What is with all the evangelicals fleeing to the Roman Catholic and Eastern Orthodox churches? This is a real phenomena that cannot be ignored. I personally know several people who grew up in evangelical Protestant churches and are now members of the Roman church. There’s also been very public evangelical figures making their home in Rome and Constantinople. In 2017, the Bible Answer Man Hank Hanegraaff officially joined the Eastern Orthodox Church. Though he hasn’t officially nailed down his position, Crazy Love author Francis Chan appears to be taking steps in a similar direction.
So what are we to make of all this? In my experience, there are two main motives for evangelicals immersing into the Tigris. And, I want to add that I am in sympathy with both these motives. However, it is my opinion that biblical, fundamental Protestantism better fulfills these longings than the Roman or Eastern churches.
Motive #1: Contemporary evangelicals are thirsty for worship that feels like worship
The contemporary Christian worship movement is now old enough to be traditional. Many Christians have lived and died going to church every Sunday where the worship was accompanied by drums and bass guitars and led by men and women wearing jeans and t-shirts.
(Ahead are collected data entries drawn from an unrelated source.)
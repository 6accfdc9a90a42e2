use axum::Json;
use axum::extract::rejection::JsonRejection;
use axum::extract::{Path, Query, State};
use axum::http::StatusCode;
use pokedex_store::{Document, DocumentStore, Filter, FindQuery, Sort, StoreError, Update};

use crate::error::ApiError;
use crate::params::{Pagination, PokemonPage, Radix, parse_int};
use crate::state::AppState;

/// Run a store call on the blocking pool.
async fn with_store<T, F>(state: AppState, f: F) -> Result<T, ApiError>
where
    F: FnOnce(&dyn DocumentStore) -> Result<T, ApiError> + Send + 'static,
    T: Send + 'static,
{
    tokio::task::spawn_blocking(move || f(state.store.as_ref())).await?
}

fn id_filter(raw: &str) -> Result<Filter, ApiError> {
    let id = parse_int(raw, Radix::Decimal).ok_or_else(|| ApiError::InvalidId(raw.to_string()))?;
    Ok(Filter::eq("id", id))
}

/// A body sent without a JSON content type is not parsed and reads as `{}`.
fn body_document(body: Result<Json<Document>, JsonRejection>) -> Result<Document, ApiError> {
    match body {
        Ok(Json(doc)) => Ok(doc),
        Err(JsonRejection::MissingJsonContentType(_)) => Ok(Document::new()),
        Err(e) => Err(ApiError::InvalidBody(e.body_text())),
    }
}

pub async fn list(
    State(state): State<AppState>,
    Query(params): Query<Vec<(String, String)>>,
) -> Result<Json<PokemonPage>, ApiError> {
    let pagination = Pagination::from_query(&params);
    let skip = pagination.skip();
    tracing::info!(
        page = pagination.page,
        limit = pagination.limit,
        skip = ?skip,
        "listing pokemons"
    );

    with_store(state, move |store| {
        let skip = skip.ok_or_else(|| StoreError::InvalidQuery("skip overflows".into()))?;
        let pokemons = store.find(&FindQuery {
            filter: Filter::All,
            sort: vec![Sort::asc("id")],
            skip: Some(skip),
            limit: Some(pagination.limit),
        })?;
        // Not linked to the find above; may drift under concurrent writes.
        let total = store.count(&Filter::All)?;

        Ok(Json(PokemonPage {
            pokemons,
            page: pagination.page,
            total,
            pages: pagination.pages(total),
        }))
    })
    .await
}

pub async fn get(
    State(state): State<AppState>,
    Path(id): Path<String>,
) -> Result<Json<Document>, ApiError> {
    let filter = id_filter(&id)?;
    with_store(state, move |store| {
        store.find_one(&filter)?.map(Json).ok_or(ApiError::NotFound)
    })
    .await
}

pub async fn find_by_name(
    State(state): State<AppState>,
    Path(nom): Path<String>,
) -> Result<Json<Document>, ApiError> {
    let filter = Filter::contains_ignore_case("name.french", &nom)?;
    with_store(state, move |store| {
        store.find_one(&filter)?.map(Json).ok_or(ApiError::NotFound)
    })
    .await
}

pub async fn create(
    State(state): State<AppState>,
    body: Result<Json<Document>, JsonRejection>,
) -> Result<(StatusCode, Json<Document>), ApiError> {
    let doc = body_document(body)?;
    with_store(state, move |store| {
        let created = store.insert_one(doc)?;
        Ok((StatusCode::CREATED, Json(created)))
    })
    .await
}

pub async fn update(
    State(state): State<AppState>,
    Path(id): Path<String>,
    body: Result<Json<Document>, JsonRejection>,
) -> Result<Json<Document>, ApiError> {
    let filter = id_filter(&id)?;
    let doc = body_document(body)?;
    with_store(state, move |store| {
        let update = Update::parse(&doc)?;
        store
            .find_one_and_update(&filter, &update)?
            .map(Json)
            .ok_or(ApiError::NotFound)
    })
    .await
}

pub async fn delete(
    State(state): State<AppState>,
    Path(id): Path<String>,
) -> Result<Json<serde_json::Value>, ApiError> {
    let filter = id_filter(&id)?;
    with_store(state, move |store| match store.find_one_and_delete(&filter)? {
        Some(_) => Ok(Json(serde_json::json!({ "message": "Pokemon deleted" }))),
        None => Err(ApiError::NotFound),
    })
    .await
}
For them, church is a place where you wear sweatpants and drink coffee and sing songs that 200 years ago would have been considered too juvenile for ten year olds.
This casual approach to worship has left many Christians starving for something that feels weighty, reverent, and religious. And the Catholic church appears to offer exactly that. If you walk into the Catholic mass everything about it screams gravitas! You have stained glass windows, gothic architecture, incense, chanting in a dead language, centuries old liturgies, and clergy with medieval costumes.
Again, I’m in sympathy with this. I’ve also found myself being turned off by the informal liturgy of contemporary American worship and being drawn to something that feels ancient and real and serious. This isn’t an entirely illegitimate desire. But I think that seeking to fulfill this desire by migrating eastward is misguided.
First of all, there’s not as big a difference between contemporary American and Roman and Eastern liturgies as you might expect. Ironically, they both have different means of fulfilling the same ends. In both cases, the goal of church is to create a certain feel and mood.
The low church seeks to summon the presence of God through sacramental music. The high church seeks to summon the presence of God through sacramental bread. In contemporary churches, the priests wear jeans and t-shirts. In sacramental churches, the priests wear collars and robes. One church has smoke and lights. The other has smells and bells.
Though an individual might transfer from the low church to the high church, they take with them the same heart that wants a worshipful experience. In both cases, the same mistake is made of thinking we can conjure up worship with enough special effects. In many cases, the migration toward Rome is not a rejection but an extension of postmodern, relativistic existentialism.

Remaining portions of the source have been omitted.